La célebre frase de Henry Kissinger, "Controla los alimentos y controlarás a la gente; controla el petróleo y controlarás a las naciones", sigue resonando con fuerza en la actualidad, a pesar del surgimiento de energías alternativas. Las fluctuaciones en el precio del crudo, desde los 20 dólares por barril durante la pandemia hasta los casi 120 dólares recientes por la escalada del conflicto en Medio Oriente, subrayan la relevancia del petróleo en la geopolítica mundial.

La economía global, ya afectada por las tensiones arancelarias impulsadas por la administración de Donald Trump, enfrenta nuevas presiones con el barril de petróleo cerca de los 100 dólares. La inflación, un fenómeno temido en muchas partes del mundo, se hace cada vez más evidente, recordando a quienes han experimentado la crisis económica en Argentina en las últimas dos décadas.

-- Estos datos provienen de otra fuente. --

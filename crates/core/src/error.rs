use thiserror::Error;

use crate::catalog::CatalogError;
use crate::model::{ChallengeError, ConceptError, MasteryError, SessionSummaryError};
use crate::scheduler::SchedulerError;
use crate::selector::SelectorError;

#[derive(Debug, Error)]
#[non_exhaustive]
pub enum Error {
    #[error(transparent)]
    Concept(#[from] ConceptError),
    #[error(transparent)]
    Catalog(#[from] CatalogError),
    #[error(transparent)]
    Challenge(#[from] ChallengeError),
    #[error(transparent)]
    Mastery(#[from] MasteryError),
    #[error(transparent)]
    Scheduler(#[from] SchedulerError),
    #[error(transparent)]
    Selector(#[from] SelectorError),
    #[error(transparent)]
    Summary(#[from] SessionSummaryError),
}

El reciente ataque de Estados Unidos e Israel a Irán no solo buscó desestabilizar el régimen del ayatolá Alí Jameneí, sino que también se dirigió a infraestructuras energéticas clave, lo que provocó una respuesta contundente de Teherán. Este conflicto ha llevado a que Irán amenace con elevar el precio del barril a 200 dólares. Mientras tanto, la Agencia Internacional de Energía ha anunciado la liberación de 400 millones de barriles de reservas estratégicas, la mayor en la historia, buscando mitigar el impacto en la economía global. En este contexto, el precio del Brent, referencia para Argentina, ha aumentado un 30% en una semana y un 50% en el año, reflejando la inquietud del mercado ante la prolongación del conflicto.